• [Problem requirements]:
The expected output is the line bearing "assert!(!other.matches(&application));" followed by all remaining lines of the records, each restated word for word.

• [Records]:
================
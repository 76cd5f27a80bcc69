use chrono::{DateTime, Utc};
use serde::{Deserialize, Serialize};
use sqlx::FromRow;

use crate::types::ApplicationStatus;

/// Admission application submitted by an agent on behalf of a student.
///
/// Every foreign key is nullable: deleting the agent, the course, the country
/// or any of the selected universities nulls the reference instead of
/// removing the application.
#[derive(Debug, Clone, PartialEq, Serialize, Deserialize, FromRow)]
pub struct AgentApplication {
    pub id: i32,
    pub agent_id: Option<i32>,
    pub first_name: String,
    pub last_name: String,
    pub email: String,
    pub phone: String,
    pub passport_no: String,
    pub course_id: Option<i32>,
    pub university_one_id: Option<i32>,
    pub university_two_id: Option<i32>,
    pub university_three_id: Option<i32>,
    pub country_id: Option<i32>,
    pub last_graduation: Option<String>,
    #[sqlx(try_from = "String")]
    pub status: ApplicationStatus,
    pub created_at: DateTime<Utc>,
}

impl AgentApplication {
    pub fn university_slots(&self) -> [Option<i32>; 3] {
        [
            self.university_one_id,
            self.university_two_id,
            self.university_three_id,
        ]
    }
}

#[derive(Debug, Clone, Deserialize)]
pub struct NewAgentApplication {
    pub first_name: String,
    pub last_name: String,
    pub email: String,
    pub phone: String,
    pub passport_no: String,
    #[serde(default)]
    pub course_id: Option<i32>,
    #[serde(default)]
    pub university_one_id: Option<i32>,
    #[serde(default)]
    pub university_two_id: Option<i32>,
    #[serde(default)]
    pub university_three_id: Option<i32>,
    #[serde(default)]
    pub country_id: Option<i32>,
    #[serde(default)]
    pub last_graduation: Option<String>,
}

impl NewAgentApplication {
    pub fn university_slots(&self) -> [Option<i32>; 3] {
        [
            self.university_one_id,
            self.university_two_id,
            self.university_three_id,
        ]
    }
}

#[derive(Debug, Clone, Default, Deserialize)]
pub struct AgentApplicationPatch {
    pub first_name: Option<String>,
    pub last_name: Option<String>,
    pub email: Option<String>,
    pub phone: Option<String>,
    pub passport_no: Option<String>,
    pub course_id: Option<i32>,
    pub university_one_id: Option<i32>,
    pub university_two_id: Option<i32>,
    pub university_three_id: Option<i32>,
    pub country_id: Option<i32>,
    pub last_graduation: Option<String>,
    pub status: Option<ApplicationStatus>,
}

impl AgentApplicationPatch {
    /// Whether the patch changes anything the selection rules look at
    pub fn touches_selection(&self) -> bool {
        self.course_id.is_some()
            || self.university_one_id.is_some()
            || self.university_two_id.is_some()
            || self.university_three_id.is_some()
            || self.country_id.is_some()
    }

    /// University slots after the patch is laid over the stored row
    pub fn merged_slots(&self, current: &AgentApplication) -> [Option<i32>; 3] {
        [
            self.university_one_id.or(current.university_one_id),
            self.university_two_id.or(current.university_two_id),
            self.university_three_id.or(current.university_three_id),
        ]
    }

    pub fn apply(&self, application: &mut AgentApplication) {
        if let Some(v) = &self.first_name {
            application.first_name = v.clone();
        }
        if let Some(v) = &self.last_name {
            application.last_name = v.clone();
        }
        if let Some(v) = &self.email {
            application.email = v.clone();
        }
        if let Some(v) = &self.phone {
            application.phone = v.clone();
        }
        if let Some(v) = &self.passport_no {
            application.passport_no = v.clone();
        }
        if self.course_id.is_some() {
            application.course_id = self.course_id;
        }
        let [one, two, three] = self.merged_slots(application);
        application.university_one_id = one;
        application.university_two_id = two;
        application.university_three_id = three;
        if self.country_id.is_some() {
            application.country_id = self.country_id;
        }
        if let Some(v) = &self.last_graduation {
            application.last_graduation = Some(v.clone());
        }
        if let Some(status) = self.status {
            application.status = status;
        }
    }
}

/// List filter: admins pass no agent, agents are pinned to their own id.
///
/// `university_id` matches any of the three slots.
#[derive(Debug, Clone, Default)]
pub struct AgentApplicationFilter {
    pub agent_id: Option<i32>,
    pub status: Option<ApplicationStatus>,
    pub university_id: Option<i32>,
    pub course_id: Option<i32>,
}

impl AgentApplicationFilter {
    pub fn matches(&self, application: &AgentApplication) -> bool {
        self.agent_id.map_or(true, |id| application.agent_id == Some(id))
            && self.status.map_or(true, |s| application.status == s)
            && self.university_id.map_or(true, |id| {
                application.university_slots().contains(&Some(id))
            })
            && self.course_id.map_or(true, |id| application.course_id == Some(id))
    }
}

#[cfg(test)]
mod tests {
    use super::*;

    fn stored() -> AgentApplication {
        AgentApplication {
            id: 1,
            agent_id: Some(4),
            first_name: "Nadia".to_string(),
            last_name: "Rahman".to_string(),
            email: "nadia@example.com".to_string(),
            phone: "+8801700000000".to_string(),
            passport_no: "BX0123456".to_string(),
            course_id: None,
            university_one_id: Some(10),
            university_two_id: None,
            university_three_id: None,
            country_id: Some(3),
            last_graduation: None,
            status: ApplicationStatus::New,
            created_at: Utc::now(),
        }
    }

    #[test]
    fn graduation_only_patch_does_not_touch_selection() {
        let patch: AgentApplicationPatch =
            serde_json::from_str(r#"{"last_graduation": "BSc"}"#).unwrap();
        assert!(!patch.touches_selection());

        let mut application = stored();
        patch.apply(&mut application);
        assert_eq!(application.last_graduation.as_deref(), Some("BSc"));
        assert_eq!(application.university_slots(), [Some(10), None, None]);
        assert_eq!(application.country_id, Some(3));
    }

    #[test]
    fn merged_slots_fall_back_to_stored_values() {
        let patch = AgentApplicationPatch {
            university_two_id: Some(11),
            ..Default::default()
        };
        assert!(patch.touches_selection());
        assert_eq!(patch.merged_slots(&stored()), [Some(10), Some(11), None]);
    }

    #[test]
    fn filter_pins_agent_and_status() {
        let application = stored();
        let own = AgentApplicationFilter {
            agent_id: Some(4),
            ..Default::default()
        };
        let other = AgentApplicationFilter {
            agent_id: Some(5),
            ..Default::default()
        };
        let review = AgentApplicationFilter {
            status: Some(ApplicationStatus::Review),
            ..Default::default()
        };
        assert!(own.matches(&application));
        assert!(!other.matches(&application));
        assert!(!review.matches(&application));
    }

    #[test]
    fn filter_matches_any_university_slot() {
        let application = stored();
        for (id, expected) in [(10, true), (11, false)] {
            let filter = AgentApplicationFilter {
                university_id: Some(id),
                ..Default::default()
            };
            assert_eq!(filter.matches(&application), expected, "university {}", id);
        }
        let course = AgentApplicationFilter {
            course_id: Some(77),
            ..Default::default()
        };
        assert!(!course.matches(&application));
    }
}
================
• [Solution for this task]:
        assert!(!other.matches(&application));
        assert!(!review.matches(&application));
    }

    #[test]
    fn filter_matches_any_university_slot() {
        let application = stored();
        for (id, expected) in [(10, true), (11, false)] {
            let filter = AgentApplicationFilter {
                university_id: Some(id),
                ..Default::default()
            };
            assert_eq!(filter.matches(&application), expected, "university {}", id);
        }
        let course = AgentApplicationFilter {
            course_id: Some(77),
            ..Default::default()
        };
        assert!(!course.matches(&application));
    }
}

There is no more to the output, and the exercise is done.